Matusalem est un rhum né pour marquer l’histoire : il ne suit pas les tendances, il reste dans les préférences, quelle que soit l’époque
Lorsque les Espagnols Benjamín et Eduardo Camp, avec leur associé Evaristo Álvarez, se lancèrent dans l’aventure du rhum dans la Cuba du XIXe siècle, ils avaient une idée très claire : leurs rhums étaient destinés à entrer dans l’histoire. À tel point qu’ils choisirent le nom du célèbre personnage biblique, Matusalem. Aujourd’hui encore, la marque affiche une belle vitalité. Pour évoquer cette eau-de-vie associée aux îles caribéennes, il faut pourtant commencer par les îles Canaries et, plus précisément, par Grande Canarie.
La culture de la canne à sucre figurait parmi les grands moteurs économiques des XVe et XVIe siècles, au moment même où les colons espagnols découvraient l’Amérique. Lors de son deuxième voyage vers le Nouveau Monde, Christophe Colomb emporta de la canne à sucre des Canaries vers les îles récemment découvertes.

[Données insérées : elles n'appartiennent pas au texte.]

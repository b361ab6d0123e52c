//! Core domain types for Scry.
//!
//! This crate holds the "pure" model the rest of the workspace operates on:
//! the session (snapshot, selection, transcript, send-flag), the selection
//! drag state machine, snapshot image handling, markup helpers, shared
//! configuration, and the common error type.

pub mod config;
pub mod error;
pub mod markup;
pub mod selection;
pub mod session;
pub mod snapshot;

// Re-export common error type
pub use error::{Result, ScryError};
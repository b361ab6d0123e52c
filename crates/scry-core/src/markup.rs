//! Markup helpers for assistant replies.
//!
//! The analysis endpoint returns replies as HTML-ish markup. The transcript
//! stores plain text, so tags are stripped and the few entities the endpoint
//! produces are decoded. `escape_text` goes the other way: it makes free text
//! safe to embed in a markup context.

use once_cell::sync::Lazy;
use regex::Regex;

static TAG_RE: Lazy<Regex> = Lazy::new(|| Regex::new(r"<[^>]*>").expect("valid tag regex"));

/// Removes markup tags and decodes basic entities, leaving plain text.
pub fn strip_tags(markup: &str) -> String {
    let text = TAG_RE.replace_all(markup, "");
    decode_entities(&text)
}

/// Escapes text for embedding in a markup context.
pub fn escape_text(text: &str) -> String {
    text.replace('&', "&amp;")
        .replace('<', "&lt;")
        .replace('>', "&gt;")
        .replace('"', "&quot;")
        .replace('\'', "&#039;")
}

// `&amp;` must decode last so that `&amp;lt;` yields the literal `&lt;`.
fn decode_entities(text: &str) -> String {
    text.replace("&lt;", "<")
        .replace("&gt;", ">")
        .replace("&quot;", "\"")
        .replace("&#039;", "'")
        .replace("&amp;", "&")
}

#[cfg(test)]
mod tests {
    use super::*;

    #[test]
    fn test_strip_tags_removes_markup() {
        assert_eq!(strip_tags("<p>hi</p>"), "hi");
        assert_eq!(strip_tags("<ul><li>one</li><li>two</li></ul>"), "onetwo");
    }

    #[test]
    fn test_strip_tags_plain_text_unchanged() {
        assert_eq!(strip_tags("no tags here"), "no tags here");
    }

    #[test]
    fn test_strip_tags_decodes_entities() {
        assert_eq!(strip_tags("<p>a &amp; b &lt; c</p>"), "a & b < c");
        assert_eq!(strip_tags("it&#039;s &quot;fine&quot;"), "it's \"fine\"");
    }

    #[test]
    fn test_strip_tags_double_escaped_entity() {
        // A literal "&lt;" in the source text must survive as "&lt;"
        assert_eq!(strip_tags("&amp;lt;"), "&lt;");
    }

    #[test]
    fn test_escape_text_escapes_special_characters() {
        assert_eq!(
            escape_text("<b>\"a\" & 'b'</b>"),
            "&lt;b&gt;&quot;a&quot; &amp; &#039;b&#039;&lt;/b&gt;"
        );
    }

    #[test]
    fn test_escape_then_strip_round_trips() {
        let text = "2 < 3 && \"x\"";
        assert_eq!(strip_tags(&escape_text(text)), text);
    }
}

En 1872, les fondateurs de Matusalem créèrent une marque avec l’ambition de trouver une saveur si mémorable qu’elle puisse échapper aux modes et devenir intemporelle. Les conditions climatiques des Caraïbes étaient idéales pour la culture de la canne ; elles permettaient donc de répondre à la demande croissante venue d’Europe.
Avec le temps, on découvrit que le liquide épais issu de l’extraction du sucre, la mélasse, se transformait, après distillation en alambic, en une boisson alcoolisée au goût puissant et quelque peu âpre. Cette boisson se popularisa parmi les combattants et les pirates. Au début du XXe siècle, Cuba était bien plus qu’un lieu de glamour, de fête et de tourisme. Santiago de Cuba était, en Amérique latine, l’endroit qui attirait les entrepreneurs européens. Les visionnaires en firent leur foyer et y fondèrent des entreprises durables. Santiago de Cuba offrit au rhum l’écosystème parfait pour élever le niveau et devenir l’esprit raffiné que nous connaissons aujourd’hui.

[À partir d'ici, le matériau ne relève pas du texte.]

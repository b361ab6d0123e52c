//! Terminal renderer.
//!
//! Prints the controller's render calls as colored lines: the canvas becomes
//! a status line, chat messages are tag-stripped, and the pending indicator
//! is a transient stderr line.

use colored::Colorize;

use scry_application::Renderer;
use scry_core::markup;
use scry_core::selection::Selection;
use scry_core::session::MessageRole;
use scry_core::snapshot::Snapshot;

#[derive(Debug, Default)]
pub struct TerminalRenderer;

impl TerminalRenderer {
    pub fn new() -> Self {
        Self
    }
}

impl Renderer for TerminalRenderer {
    fn render_canvas(&mut self, image: Option<&Snapshot>, selection: &Selection) {
        match image {
            None => println!("{}", "[no snapshot yet]".bright_black()),
            Some(snapshot) => {
                let (native_w, native_h) = snapshot.native_size();
                let (display_w, display_h) = snapshot.display_size();
                let mut line =
                    format!("[snapshot {native_w}x{native_h}, shown at {display_w}x{display_h}]");
                if !selection.is_empty() {
                    let rect = selection.rect();
                    line.push_str(&format!(
                        " selection {},{} {}x{}",
                        rect.x, rect.y, rect.w, rect.h
                    ));
                }
                println!("{}", line.cyan());
            }
        }
    }

    fn render_message(&mut self, role: MessageRole, content: &str) {
        let text = markup::strip_tags(content);
        match role {
            MessageRole::User => {
                for line in text.lines() {
                    println!("{}", format!("> {line}").green());
                }
            }
            MessageRole::Assistant => {
                for line in text.lines() {
                    println!("{}", line.bright_blue());
                }
            }
        }
    }

    fn set_pending(&mut self, pending: bool) {
        // A terminal line cannot be retracted; showing it only on raise is
        // enough, the next prompt visually settles it.
        if pending {
            eprintln!("{}", "Thinking...".bright_black());
        }
    }

    fn notice(&mut self, message: &str) {
        println!("{}", message.yellow());
    }

    fn clear_transcript(&mut self) {
        println!("{}", "[chat cleared]".bright_black());
    }
}
//! One-shot capture relay.
//!
//! The relay sits between the session controller and the capture backend:
//! each request carries its own reply channel, so exactly one response per
//! request is structural. A failed capture is surfaced to the caller
//! immediately; the relay never retries.

use std::sync::Arc;

use tokio::sync::{mpsc, oneshot};

use scry_core::{Result, ScryError};

use crate::source::{CaptureSource, CapturedFrame};

struct CaptureRequest {
    respond_to: oneshot::Sender<Result<CapturedFrame>>,
}

/// Spawns the relay task.
pub struct CaptureRelay;

impl CaptureRelay {
    /// Starts a relay serving requests against the given backend and returns
    /// a cloneable handle to it. The task exits when every handle is dropped.
    pub fn spawn(source: Arc<dyn CaptureSource>) -> CaptureRelayHandle {
        let (tx, mut rx) = mpsc::channel::<CaptureRequest>(8);

        tokio::spawn(async move {
            while let Some(request) = rx.recv().await {
                let outcome = source.capture().await;
                if let Err(ref e) = outcome {
                    tracing::warn!("capture request failed: {e}");
                }
                // The caller may have gone away; nothing to do then.
                let _ = request.respond_to.send(outcome);
            }
        });

        CaptureRelayHandle { tx }
    }
}

/// Handle used to request captures from the relay.
#[derive(Clone)]
pub struct CaptureRelayHandle {
    tx: mpsc::Sender<CaptureRequest>,
}

impl CaptureRelayHandle {
    /// Requests one capture and waits for its single response.
    pub async fn capture(&self) -> Result<CapturedFrame> {
        let (respond_to, response) = oneshot::channel();
        self.tx
            .send(CaptureRequest { respond_to })
            .await
            .map_err(|_| ScryError::capture("capture relay is not running"))?;

        response
            .await
            .map_err(|_| ScryError::capture("no response from capture relay"))?
    }
}

#[cfg(test)]
mod tests {
    use super::*;
    use async_trait::async_trait;
    use image::RgbaImage;
    use std::sync::atomic::{AtomicUsize, Ordering};

    struct StubSource {
        fail: bool,
        calls: AtomicUsize,
    }

    impl StubSource {
        fn ok() -> Self {
            Self {
                fail: false,
                calls: AtomicUsize::new(0),
            }
        }

        fn failing() -> Self {
            Self {
                fail: true,
                calls: AtomicUsize::new(0),
            }
        }
    }

    #[async_trait]
    impl CaptureSource for StubSource {
        async fn capture(&self) -> Result<CapturedFrame> {
            self.calls.fetch_add(1, Ordering::SeqCst);
            if self.fail {
                Err(ScryError::capture("permission denied"))
            } else {
                Ok(CapturedFrame {
                    image: RgbaImage::new(800, 600),
                })
            }
        }
    }

    #[tokio::test]
    async fn test_successful_capture_returns_frame() {
        let handle = CaptureRelay::spawn(Arc::new(StubSource::ok()));
        let frame = handle.capture().await.unwrap();
        assert_eq!((frame.width(), frame.height()), (800, 600));
    }

    #[tokio::test]
    async fn test_failed_capture_returns_error() {
        let handle = CaptureRelay::spawn(Arc::new(StubSource::failing()));
        let err = handle.capture().await.unwrap_err();
        assert_eq!(err.to_string(), "Capture failed: permission denied");
    }

    #[tokio::test]
    async fn test_each_request_gets_exactly_one_response() {
        let source = Arc::new(StubSource::ok());
        let handle = CaptureRelay::spawn(source.clone());

        handle.capture().await.unwrap();
        handle.capture().await.unwrap();
        assert_eq!(source.calls.load(Ordering::SeqCst), 2);
    }

    #[tokio::test]
    async fn test_cloned_handles_share_the_relay() {
        let source = Arc::new(StubSource::ok());
        let handle = CaptureRelay::spawn(source.clone());

        let clone = handle.clone();
        clone.capture().await.unwrap();
        drop(clone);

        // The relay keeps serving the remaining handle.
        assert!(handle.capture().await.is_ok());
        assert_eq!(source.calls.load(Ordering::SeqCst), 2);
    }
}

Matusalem n’est pas une tendance, il est intemporel
En 1872, les fondateurs de Matusalem créèrent une marque avec l’ambition de trouver une saveur si inoubliable qu’elle puisse s’affranchir des tendances et devenir intemporelle. Peu après la mise en place des installations de production, les volées d’hirondelles inspirèrent les fondateurs dans la création d’un symbole capable de les représenter ; et quoi de mieux que des hirondelles, incarnation de l’esprit libre. Pour donner de la légitimité au produit, ils représentèrent l’hirondelle avec un parchemin dans le bec portant les mots « marque déposée ».
Entre les années 1930 et 1950, la prohibition aux États-Unis fit de Cuba la destination idéale pour les Américains ; certains, comme Ernest Hemingway, finirent même par vivre sur l’île. Durant cet âge d’or, Matusalem fut le rhum doré le plus populaire et le compagnon parfait pour savourer l’esprit de l’île.
Pour l’élaboration du rhum Matusalem, on utilise le système Solera, une technique ancienne très répandue dans la production des vins de Jerez et du brandy espagnol : « La contribution de Matusalem à ce système fut inestimable, ce qui rendit sa saveur incomparable.
L’intensité de la chauffe des fûts et l’assemblage du rhum sont entièrement supervisés par le « Santiago Master Blender », une fonction confiée, depuis 1872, à un seul membre de la famille au fil des générations.
Les fûts sont choisis par la famille et par le « Santiago Master Blender », puis légèrement carbonisés afin d’obtenir ces notes de dégustation propres à Matusalem, ainsi qu’une remarquable constance aromatique. Ce procédé, appelé vieillissement dynamique, repose sur un assemblage de fûts placés à différentes hauteurs par rapport au sol. Il apporte aux rhums un élevage très particulier, marqué par des nuances aromatiques et florales. Il faut aussi compter avec la part des anges : les 4,5 % de rhum perdus chaque année par évaporation.